Cuba cerró julio con 1.327 presos políticos, tras la incorporación de 36 nuevos casos, entre ellos el de un niño de 13 años presuntamente golpeado y encarcelado después de una protesta en La Habana, denunció Prisoners Defenders.
En declaraciones a las que tuvo acceso Martí Noticias, el presidente de la organización, Javier Larrondo, afirmó que 15 de los nuevos casos están vinculados con protestas.
“Hace tiempo que la represión rompe sus límites”, advirtió.
Entre las personas documentadas hay 150 mujeres y 41 que fueron detenidas cuando eran menores de edad. De estas últimas, 17 permanecen recluidas en centros penitenciarios.
Uno de los casos es el de Alex Javier Hernández González, de 13 años, detenido el 22 de julio después de las protestas en Santiago de las Vegas, en el municipio habanero de Boyeros.
Según denunció su madre, cuatro policías uniformados golpearon al adolescente en la cabeza, el cuello y la espalda.
“Mientras recibía los golpes suplicó: ‘No me den más, soy un niño’”, relató Larrondo.
El menor fue llevado a la estación policial de Calabazar y posteriormente recluido en “El Combinadito”, un centro penitenciario para menores administrado por el Ministerio del Interior en Guanabacoa.
Prisoners Defenders asegura que fue detenido sin orden de arresto ni tutela judicial y que la familia todavía desconoce los cargos en su contra.
“Su caso no es una excepción; es la expresión más brutal del régimen cubano”, afirmó Larrondo.
De los 36 casos incorporados durante julio, 15 están relacionados con protestas. Trece se registraron en Camagüey, Guantánamo, Holguín, Las Tunas y Santiago de Cuba, territorios afectados por apagones, falta de agua y el deterioro de otros servicios esenciales.

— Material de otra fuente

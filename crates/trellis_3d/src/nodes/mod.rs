//! Concrete node kinds and their registration roster.
//!
//! Per-kind state lives in the [`NodeKind`] variants; field defaults and
//! child slots are declared by each kind's build function; behavior is
//! dispatched by `match` from the graph-level operations.

pub mod bindable;
pub mod composed;
pub mod core;
pub mod geometry;
pub mod grouping;
pub mod shape;

use std::sync::Arc;

use glam::Mat4;

use crate::mesh::Mesh;
use crate::node::NodeClass;
use crate::registry::NodeTypeRegistry;

/// Opaque handle to renderer-owned resources attached to a shape.
#[derive(Clone, Copy, Debug, PartialEq, Eq, Hash)]
pub struct RenderHandle(pub u64);

/// Derived state of transform-bearing nodes.
#[derive(Clone, Debug)]
pub struct TransformState {
    /// Local matrix, recomputed whenever a transform field changes.
    pub matrix: Mat4,
}

/// Derived state of shape nodes.
#[derive(Clone, Debug, Default)]
pub struct ShapeState {
    /// Geometry buffers need (re)upload.
    pub geometry_dirty: bool,
    /// Appearance/material uniforms need refresh.
    pub material_dirty: bool,
    /// Id registered in the graph's pick map once the shape is drawable.
    pub pick_id: Option<u32>,
    /// Renderer resources; retired when the last parent goes away.
    pub render_handle: Option<RenderHandle>,
}

/// Derived state of geometry nodes.
#[derive(Clone, Debug)]
pub struct GeomState {
    pub mesh: Arc<Mesh>,
    /// Whether rays may hit this geometry.
    pub pickable: bool,
}

/// The closed set of node kinds.
pub enum NodeKind {
    SceneRoot,
    Group,
    Switch,
    Transform(TransformState),
    MatrixTransform(TransformState),
    WorldInfo,
    Field,
    MetadataDouble,
    MetadataFloat,
    MetadataInteger,
    MetadataString,
    MetadataSet,
    Shape(ShapeState),
    Appearance,
    Material,
    Viewpoint,
    NavigationInfo,
    Background,
    Fog,
    Box(GeomState),
    Sphere(GeomState),
    Cone(GeomState),
    Cylinder(GeomState),
    Torus(GeomState),
    IndexedFaceSet(GeomState),
    IndexedTriangleSet(GeomState),
    IndexedLineSet(GeomState),
    PointSet(GeomState),
    Coordinate,
    Normal,
    Color,
    ColorRgba,
    TextureCoordinate,
    TextureCoordinateGenerator,
}

impl NodeKind {
    /// Geometry state, for any geometry kind.
    pub fn geom(&self) -> Option<&GeomState> {
        match self {
            NodeKind::Box(g)
            | NodeKind::Sphere(g)
            | NodeKind::Cone(g)
            | NodeKind::Cylinder(g)
            | NodeKind::Torus(g)
            | NodeKind::IndexedFaceSet(g)
            | NodeKind::IndexedTriangleSet(g)
            | NodeKind::IndexedLineSet(g)
            | NodeKind::PointSet(g) => Some(g),
            _ => None,
        }
    }

    pub(crate) fn geom_mut(&mut self) -> Option<&mut GeomState> {
        match self {
            NodeKind::Box(g)
            | NodeKind::Sphere(g)
            | NodeKind::Cone(g)
            | NodeKind::Cylinder(g)
            | NodeKind::Torus(g)
            | NodeKind::IndexedFaceSet(g)
            | NodeKind::IndexedTriangleSet(g)
            | NodeKind::IndexedLineSet(g)
            | NodeKind::PointSet(g) => Some(g),
            _ => None,
        }
    }

    /// Shape state, for shape nodes.
    pub fn shape(&self) -> Option<&ShapeState> {
        match self {
            NodeKind::Shape(s) => Some(s),
            _ => None,
        }
    }

    pub(crate) fn shape_mut(&mut self) -> Option<&mut ShapeState> {
        match self {
            NodeKind::Shape(s) => Some(s),
            _ => None,
        }
    }

    /// Local transform matrix; identity for non-transform nodes.
    pub fn local_matrix(&self) -> Mat4 {
        match self {
            NodeKind::Transform(t) | NodeKind::MatrixTransform(t) => t.matrix,
            _ => Mat4::IDENTITY,
        }
    }
}

// Class lists, most general first.
pub(crate) const CHILD: &[NodeClass] = &[NodeClass::Node, NodeClass::Child];
pub(crate) const GROUPING: &[NodeClass] =
    &[NodeClass::Node, NodeClass::Child, NodeClass::Grouping];
pub(crate) const TRANSFORM: &[NodeClass] = &[
    NodeClass::Node,
    NodeClass::Child,
    NodeClass::Grouping,
    NodeClass::Transform,
];
pub(crate) const SHAPE: &[NodeClass] = &[NodeClass::Node, NodeClass::Child, NodeClass::Shape];
pub(crate) const GEOMETRY: &[NodeClass] = &[NodeClass::Node, NodeClass::Geometry];
pub(crate) const APPEARANCE: &[NodeClass] = &[NodeClass::Node, NodeClass::Appearance];
pub(crate) const MATERIAL: &[NodeClass] = &[NodeClass::Node, NodeClass::Material];
pub(crate) const BINDABLE: &[NodeClass] =
    &[NodeClass::Node, NodeClass::Child, NodeClass::Bindable];
pub(crate) const METADATA: &[NodeClass] = &[NodeClass::Node, NodeClass::Metadata];
pub(crate) const COORDINATE: &[NodeClass] = &[
    NodeClass::Node,
    NodeClass::GeometricProperty,
    NodeClass::Coordinate,
];
pub(crate) const NORMAL: &[NodeClass] = &[
    NodeClass::Node,
    NodeClass::GeometricProperty,
    NodeClass::Normal,
];
pub(crate) const COLOR: &[NodeClass] = &[
    NodeClass::Node,
    NodeClass::GeometricProperty,
    NodeClass::Color,
];
pub(crate) const TEX_COORD: &[NodeClass] = &[
    NodeClass::Node,
    NodeClass::GeometricProperty,
    NodeClass::TextureCoordinate,
];

/// Register every standard node type.
pub fn register_standard_nodes(registry: &mut NodeTypeRegistry) {
    // Core and grouping
    registry.register(core::SCENE);
    registry.register(core::GROUP);
    registry.register(core::SWITCH);
    registry.register(core::FIELD_NODE);
    registry.register(core::WORLD_INFO);
    registry.register(core::METADATA_DOUBLE);
    registry.register(core::METADATA_FLOAT);
    registry.register(core::METADATA_INTEGER);
    registry.register(core::METADATA_STRING);
    registry.register(core::METADATA_SET);
    registry.register(grouping::TRANSFORM_NODE);
    registry.register(grouping::MATRIX_TRANSFORM);

    // Shape and appearance
    registry.register(shape::SHAPE_NODE);
    registry.register(shape::APPEARANCE_NODE);
    registry.register(shape::MATERIAL_NODE);

    // Bindables
    registry.register(bindable::VIEWPOINT);
    registry.register(bindable::NAVIGATION_INFO);
    registry.register(bindable::BACKGROUND);
    registry.register(bindable::FOG);

    // Primitive geometry
    registry.register(geometry::BOX);
    registry.register(geometry::SPHERE);
    registry.register(geometry::CONE);
    registry.register(geometry::CYLINDER);
    registry.register(geometry::TORUS);

    // Composed geometry and properties
    registry.register(composed::INDEXED_FACE_SET);
    registry.register(composed::INDEXED_TRIANGLE_SET);
    registry.register(composed::INDEXED_LINE_SET);
    registry.register(composed::POINT_SET);
    registry.register(composed::COORDINATE_NODE);
    registry.register(composed::NORMAL_NODE);
    registry.register(composed::COLOR_NODE);
    registry.register(composed::COLOR_RGBA_NODE);
    registry.register(composed::TEXTURE_COORDINATE);
    registry.register(composed::TEXTURE_COORDINATE_GENERATOR);
}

Entre los detenidos aparecen los artistas independientes Pedro Ernesto Farías, conocido como “El Feno”, y Rolando Armenteros, “El Bohemio”, arrestados por protagonizar y grabar una protesta pacífica contra los apagones en el barrio habanero de Santos Suárez.
El informe también menciona a Aniley Martínez Ramírez, detenida tras llevar alimentos y productos básicos a la presa política Lizandra Góngora Espinosa, recluida en la Isla de la Juventud y alejada de su familia.
“La represión castiga a quien protesta, a quien informa y hasta a quien ayuda”, declaró Larrondo.
Prisoners Defenders cuestionó además la ratificación de las condenas de 14 y 13 años contra Ana Ibis Tristá Padilla y Jarol Varona Agüero, respectivamente, pese a que ambos habían sido absueltos inicialmente por falta de pruebas.
También señaló que el Tribunal Supremo Popular dejó firme la condena de seis años contra el escritor y periodista José Gabriel Barrenechea Chávez por participar en una protesta contra los apagones en Encrucijada, Villa Clara.
La organización denunció que el régimen cubano continúa condicionando la excarcelación de presos políticos a su salida definitiva del país.
“Esto no es una decisión migratoria libre. Es expatriación forzosa”, sostuvo Larrondo.
El artista Luis Manuel Otero Alcántara terminó de cumplir su condena de cinco años el 9 de julio, pero permaneció retenido e incomunicado hasta que fue enviado a Estados Unidos nueve días después.
El informe también documenta las presiones contra Yosvany Rosell García Caso, quien rechazó abandonar Cuba a cambio de salir de prisión, y contra Roilán Álvarez Rensoler, cuya excarcelación habría sido condicionada a que sus familiares compraran un pasaje con destino a Guyana.
Prisoners Defenders mencionó además el traslado del rapero Maykel Castillo Pérez "El Osorbo", quien permaneció cerca de 48 horas con paradero desconocido. La Comisión Interamericana de Derechos Humanos concluyó que fue víctima de detención arbitraria y desaparición forzada y recomendó dejar sin efecto su condena de nueve años.
Al cierre de julio, 459 presos políticos padecían enfermedades graves, según la organización, que denunció desnutrición, malos tratos y negación de atención médica y medicamentos en las cárceles.
“Cinco años después de las protestas del 11 de julio, el mensaje del poder sigue siendo el mismo: vigilancia para todos, persecución para los desafectos, cárcel para quien protesta y exilio forzoso para quien resiste la prisión”, concluyó Larrondo.
El Gobierno cubano niega que existan presos políticos en la isla y asegura que los encarcelados por participar en protestas fueron procesados por delitos comunes.